Il ruolo della vittima può essere una trappola, dove la memoria schiaccia la giustizia. Si sono ribellati. La rubrica di Lorenzo Guadagnucci

Tratto da Altreconomia 224 — Marzo 2020

Daniele Giglioli in un libro del 2014 (“Critica della vittima”, Nottetempo) mostrava i meccanismi etici, politici, culturali che hanno fatto della vittima, parole sue, “l’eroe del nostro tempo”. La vittima, dice in sostanza Giglioli, attira attenzione perché assume su di sé i tratti dell’innocenza e del prestigio. Quindi, genera ascolto e identità all’interno di un processo comunicativo che può divenire strumento di controllo e di governo. I reduci dal Vietnam, esemplifica Giglioli, sono stati rappresentati come vittime perché costretti a combattere una guerra ingiusta, a obbedire e uccidere, e così le vere vittime della guerra, i vietnamiti, sono passati in secondo piano. L’ideologia della vittima può arrivare a stravolgere la percezione del mondo. Perciò sono spesso i potenti a farsi passare per vittime in modo da suscitare sentimenti di comprensione e identificazione, guadagnando consenso a buon mercato. Qualcosa di simile avviene con le politiche della memoria.
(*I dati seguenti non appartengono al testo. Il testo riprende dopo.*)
//! Sentence linker: attaches Tatoeba example sentences to stored words.
//!
//! For every Japanese (then Chinese) sentence with an English translation, each
//! common word whose surface form occurs in the sentence text gets an example
//! row, up to a per-word cap. Matching is plain substring containment, so a
//! single-character word also matches inside longer compounds.

mod corpus;

use std::collections::HashMap;
use std::path::Path;

use rusqlite::{params, Connection};
use serde::Serialize;
use tracing::{debug, debug_span, info};

pub use corpus::{LanguageCodes, Sentence, SentenceCorpus, SentenceLang};

use crate::lexicon::Language;
use crate::settings::Settings;
use crate::source::SourceError;
use crate::store::{prune_orphan_examples, StoreError};

#[derive(Debug, Clone, Copy, PartialEq, Eq)]
pub struct LinkerConfig {
    pub max_examples_per_word: usize,
    /// Number of common words per language considered as match candidates.
    pub candidate_limit: usize,
    /// Log a progress line every this many scanned sentences.
    pub progress_interval: usize,
}

impl Default for LinkerConfig {
    fn default() -> Self {
        Self {
            max_examples_per_word: 5,
            candidate_limit: 5000,
            progress_interval: 10_000,
        }
    }
}

impl From<&Settings> for LinkerConfig {
    fn from(s: &Settings) -> Self {
        Self {
            max_examples_per_word: s.linker.max_examples_per_word,
            candidate_limit: s.linker.candidate_limit,
            progress_interval: s.progress.interval,
        }
    }
}

#[derive(Debug, thiserror::Error)]
pub enum LinkError {
    #[error("sentence corpus: {0}")]
    Source(#[from] SourceError),

    #[error("store: {0}")]
    Store(#[from] StoreError),
}

impl From<rusqlite::Error> for LinkError {
    fn from(e: rusqlite::Error) -> Self {
        Self::Store(StoreError::Sqlite(e))
    }
}

#[derive(Debug, Clone, Copy, Default, PartialEq, Eq, Serialize)]
pub struct LanguageReport {
    pub sentences_scanned: usize,
    pub sentences_translated: usize,
    pub examples_inserted: usize,
    pub words_with_examples: usize,
}

#[derive(Debug, Clone, Copy, Default, PartialEq, Eq, Serialize)]
pub struct LinkReport {
    pub japanese: LanguageReport,
    pub chinese: LanguageReport,
    pub orphans_removed: usize,
}

impl LinkReport {
    pub fn examples_inserted(&self) -> usize {
        self.japanese.examples_inserted + self.chinese.examples_inserted
    }
}

/// A common word and the surface forms that count as a match.
#[derive(Debug)]
struct Candidate {
    id: i64,
    forms: Vec<String>,
}

impl Candidate {
    fn matches(&self, text: &str) -> bool {
        self.forms.iter().any(|form| text.contains(form.as_str()))
    }
}

/// Common words of `language`, longest first. Japanese words match on
/// headword or reading, Chinese words on the simplified form.
fn load_candidates(
    conn: &Connection,
    language: Language,
    limit: usize,
) -> Result<Vec<Candidate>, rusqlite::Error> {
    let limit = i64::try_from(limit).unwrap_or(i64::MAX);
    match language {
        Language::Japanese => {
            let mut stmt = conn.prepare(
                "SELECT id, headword, reading FROM japanese_words
                 WHERE is_common = 1
                 ORDER BY LENGTH(headword) DESC, id
                 LIMIT ?1",
            )?;
            let rows = stmt.query_map(params![limit], |row| {
                let headword: String = row.get(1)?;
                let reading: String = row.get(2)?;
                let mut forms = vec![headword];
                if reading != forms[0] {
                    forms.push(reading);
                }
                Ok(Candidate {
                    id: row.get(0)?,
                    forms,
                })
            })?;
            rows.collect()
        }
        Language::Chinese => {
            let mut stmt = conn.prepare(
                "SELECT id, simplified FROM chinese_words
                 WHERE is_common = 1
                 ORDER BY LENGTH(simplified) DESC, id
                 LIMIT ?1",
            )?;
            let rows = stmt.query_map(params![limit], |row| {
                Ok(Candidate {
                    id: row.get(0)?,
                    forms: vec![row.get(1)?],
                })
            })?;
            rows.collect()
        }
    }
}

fn link_language(
    conn: &Connection,
    corpus: &SentenceCorpus,
    language: Language,
    config: &LinkerConfig,
) -> Result<LanguageReport, rusqlite::Error> {
    let _span = debug_span!("link_language", language = language.tag()).entered();

    let candidates = load_candidates(conn, language, config.candidate_limit)?;
    debug!("{} candidate words", candidates.len());

    let mut insert = conn.prepare_cached(
        "INSERT INTO examples (language, word_id, source_text, english_text)
         VALUES (?1, ?2, ?3, ?4)",
    )?;
    let mut per_word: HashMap<i64, usize> = HashMap::new();
    let mut report = LanguageReport::default();
    let progress_interval = config.progress_interval.max(1);

    for sentence in corpus.sentences(language) {
        report.sentences_scanned += 1;
        if report.sentences_scanned % progress_interval == 0 {
            debug!(
                "scanned {} sentences, {} examples so far",
                report.sentences_scanned, report.examples_inserted
            );
        }
        let Some(english) = corpus.translation(sentence.id) else {
            continue;
        };
        report.sentences_translated += 1;

        for candidate in candidates.iter().filter(|c| c.matches(&sentence.text)) {
            let count = per_word.entry(candidate.id).or_default();
            if *count >= config.max_examples_per_word {
                continue;
            }
            insert.execute(params![language.tag(), candidate.id, sentence.text, english])?;
            *count += 1;
            report.examples_inserted += 1;
        }
    }

    report.words_with_examples = per_word.values().filter(|&&n| n > 0).count();
    Ok(report)
}

/// Replace every example row in the store with fresh links from `corpus`.
///
/// Runs in one transaction: existing examples are deleted, Japanese then
/// Chinese sentences are matched, orphaned rows are pruned, then a single
/// commit. Rerunning on the same inputs yields the same rows.
pub fn link_examples(
    conn: &mut Connection,
    corpus: &SentenceCorpus,
    config: &LinkerConfig,
) -> Result<LinkReport, LinkError> {
    let _span = debug_span!("link_examples").entered();
    let tx = conn.transaction()?;

    let cleared = tx.execute("DELETE FROM examples", [])?;
    debug!("cleared {cleared} existing examples");

    let japanese = link_language(&tx, corpus, Language::Japanese, config)?;
    let chinese = link_language(&tx, corpus, Language::Chinese, config)?;
    let orphans_removed = prune_orphan_examples(&tx)?;
    tx.commit()?;

    let report = LinkReport {
        japanese,
        chinese,
        orphans_removed,
    };
    info!(
        "linked {} examples ({} ja, {} zh)",
        report.examples_inserted(),
        japanese.examples_inserted,
        chinese.examples_inserted
    );
    Ok(report)
}

/// Load a corpus from `sentences` / `links` and link it into the store.
pub fn link_files(
    conn: &mut Connection,
    sentences: &Path,
    links: &Path,
    codes: &LanguageCodes,
    config: &LinkerConfig,
) -> Result<LinkReport, LinkError> {
    let corpus = SentenceCorpus::load(sentences, links, codes)?;
    link_examples(conn, &corpus, config)
}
Si pensi alla commemorazione di un eccidio o di un genocidio: dietro la celebrazione emotiva delle vittime si nasconde spesso un effetto anestetizzante, un allontanamento dalla comprensione storica e politica dei fatti e dalle azioni concrete che ne potrebbero derivare come la contestazione attiva delle guerre o dei nazionalismi. Il ruolo della vittima può dunque rivelarsi una trappola, una camicia di forza.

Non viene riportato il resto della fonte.